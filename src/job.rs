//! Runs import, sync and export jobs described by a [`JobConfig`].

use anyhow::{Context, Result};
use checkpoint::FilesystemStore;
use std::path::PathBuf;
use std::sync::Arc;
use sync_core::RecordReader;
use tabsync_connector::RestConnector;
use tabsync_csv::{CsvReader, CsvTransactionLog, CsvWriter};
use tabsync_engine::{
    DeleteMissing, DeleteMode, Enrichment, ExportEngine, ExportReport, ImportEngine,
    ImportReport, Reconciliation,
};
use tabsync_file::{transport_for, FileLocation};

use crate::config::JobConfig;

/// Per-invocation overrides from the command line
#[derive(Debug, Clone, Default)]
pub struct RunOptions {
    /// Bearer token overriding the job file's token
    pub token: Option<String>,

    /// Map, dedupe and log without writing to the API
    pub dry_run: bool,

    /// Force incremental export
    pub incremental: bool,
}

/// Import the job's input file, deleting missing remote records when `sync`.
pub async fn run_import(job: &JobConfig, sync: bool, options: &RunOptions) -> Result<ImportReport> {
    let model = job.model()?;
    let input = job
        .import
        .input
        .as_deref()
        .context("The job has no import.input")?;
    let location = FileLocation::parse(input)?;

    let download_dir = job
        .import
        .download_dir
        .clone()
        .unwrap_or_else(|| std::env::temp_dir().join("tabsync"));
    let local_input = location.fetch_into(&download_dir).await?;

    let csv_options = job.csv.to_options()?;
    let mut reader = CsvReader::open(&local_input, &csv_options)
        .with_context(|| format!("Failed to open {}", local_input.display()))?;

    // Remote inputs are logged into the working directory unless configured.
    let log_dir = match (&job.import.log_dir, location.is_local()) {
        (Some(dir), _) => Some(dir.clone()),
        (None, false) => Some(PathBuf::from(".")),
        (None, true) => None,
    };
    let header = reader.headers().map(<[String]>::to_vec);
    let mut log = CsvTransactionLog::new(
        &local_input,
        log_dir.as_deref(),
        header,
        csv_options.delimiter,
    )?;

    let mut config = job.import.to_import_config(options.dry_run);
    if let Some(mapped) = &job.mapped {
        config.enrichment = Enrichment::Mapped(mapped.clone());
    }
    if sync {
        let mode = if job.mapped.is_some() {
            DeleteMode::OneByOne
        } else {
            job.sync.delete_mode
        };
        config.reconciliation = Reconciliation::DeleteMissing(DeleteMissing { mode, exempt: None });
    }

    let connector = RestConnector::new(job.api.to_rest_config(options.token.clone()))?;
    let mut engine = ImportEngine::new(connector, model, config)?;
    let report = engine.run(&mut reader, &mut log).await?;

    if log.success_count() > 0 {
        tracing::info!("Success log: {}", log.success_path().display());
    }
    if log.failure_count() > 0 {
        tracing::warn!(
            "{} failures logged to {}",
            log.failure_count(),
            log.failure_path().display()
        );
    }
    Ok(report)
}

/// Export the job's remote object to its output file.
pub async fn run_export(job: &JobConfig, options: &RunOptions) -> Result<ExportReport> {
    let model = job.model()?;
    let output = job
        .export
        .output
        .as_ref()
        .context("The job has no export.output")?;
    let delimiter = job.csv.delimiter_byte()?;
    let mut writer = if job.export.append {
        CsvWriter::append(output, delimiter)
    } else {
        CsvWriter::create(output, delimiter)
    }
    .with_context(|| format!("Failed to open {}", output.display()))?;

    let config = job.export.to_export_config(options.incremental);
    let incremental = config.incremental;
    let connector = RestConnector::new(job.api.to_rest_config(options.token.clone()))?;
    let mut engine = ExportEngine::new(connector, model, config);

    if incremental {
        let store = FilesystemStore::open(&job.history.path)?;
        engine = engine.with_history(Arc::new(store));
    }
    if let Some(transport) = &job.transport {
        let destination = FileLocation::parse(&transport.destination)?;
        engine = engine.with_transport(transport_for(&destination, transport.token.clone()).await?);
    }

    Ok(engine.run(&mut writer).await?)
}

##########

→ **Work to complete**
From the first record to the last, copy everything exactly.

→ **Answer space**
filename src/job.rs
//! Runs import, sync and export jobs described by a [`JobConfig`].

use anyhow::{Context, Result};
use checkpoint::FilesystemStore;
use std::path::PathBuf;
use std::sync::Arc;
use sync_core::RecordReader;
use tabsync_connector::RestConnector;
use tabsync_csv::{CsvReader, CsvTransactionLog, CsvWriter};
use tabsync_engine::{
    DeleteMissing, DeleteMode, Enrichment, ExportEngine, ExportReport, ImportEngine,
    ImportReport, Reconciliation,
};
use tabsync_file::{transport_for, FileLocation};

use crate::config::JobConfig;

/// Per-invocation overrides from the command line
#[derive(Debug, Clone, Default)]
pub struct RunOptions {
    /// Bearer token overriding the job file's token
    pub token: Option<String>,

    /// Map, dedupe and log without writing to the API
    pub dry_run: bool,

    /// Force incremental export
    pub incremental: bool,
}

/// Import the job's input file, deleting missing remote records when `sync`.
pub async fn run_import(job: &JobConfig, sync: bool, options: &RunOptions) -> Result<ImportReport> {
    let model = job.model()?;
    let input = job
        .import
        .input
        .as_deref()
        .context("The job has no import.input")?;
    let location = FileLocation::parse(input)?;

    let download_dir = job
        .import
        .download_dir
        .clone()
        .unwrap_or_else(|| std::env::temp_dir().join("tabsync"));
    let local_input = location.fetch_into(&download_dir).await?;

    let csv_options = job.csv.to_options()?;
    let mut reader = CsvReader::open(&local_input, &csv_options)
        .with_context(|| format!("Failed to open {}", local_input.display()))?;

    // Remote inputs are logged into the working directory unless configured.
    let log_dir = match (&job.import.log_dir, location.is_local()) {
        (Some(dir), _) => Some(dir.clone()),
        (None, false) => Some(PathBuf::from(".")),
        (None, true) => None,
    };
    let header = reader.headers().map(<[String]>::to_vec);
    let mut log = CsvTransactionLog::new(
        &local_input,
        log_dir.as_deref(),
        header,
        csv_options.delimiter,
    )?;

    let mut config = job.import.to_import_config(options.dry_run);
    if let Some(mapped) = &job.mapped {
        config.enrichment = Enrichment::Mapped(mapped.clone());
    }
    if sync {
        let mode = if job.mapped.is_some() {
            DeleteMode::OneByOne
        } else {
            job.sync.delete_mode
        };
        config.reconciliation = Reconciliation::DeleteMissing(DeleteMissing { mode, exempt: None });
    }

    let connector = RestConnector::new(job.api.to_rest_config(options.token.clone()))?;
    let mut engine = ImportEngine::new(connector, model, config)?;
    let report = engine.run(&mut reader, &mut log).await?;

    if log.success_count() > 0 {
        tracing::info!("Success log: {}", log.success_path().display());
    }
    if log.failure_count() > 0 {
        tracing::warn!(
            "{} failures logged to {}",
            log.failure_count(),
            log.failure_path().display()
        );
    }
    Ok(report)
}

/// Export the job's remote object to its output file.
pub async fn run_export(job: &JobConfig, options: &RunOptions) -> Result<ExportReport> {
    let model = job.model()?;
    let output = job
        .export
        .output
        .as_ref()
        .context("The job has no export.output")?;
    let delimiter = job.csv.delimiter_byte()?;
    let mut writer = if job.export.append {
        CsvWriter::append(output, delimiter)
    } else {
        CsvWriter::create(output, delimiter)
    }
    .with_context(|| format!("Failed to open {}", output.display()))?;

    let config = job.export.to_export_config(options.incremental);
    let incremental = config.incremental;
    let connector = RestConnector::new(job.api.to_rest_config(options.token.clone()))?;
    let mut engine = ExportEngine::new(connector, model, config);

    if incremental {
        let store = FilesystemStore::open(&job.history.path)?;
        engine = engine.with_history(Arc::new(store));
    }
    if let Some(transport) = &job.transport {
        let destination = FileLocation::parse(&transport.destination)?;
        engine = engine.with_transport(transport_for(&destination, transport.token.clone()).await?);
    }

    Ok(engine.run(&mut writer).await?)
}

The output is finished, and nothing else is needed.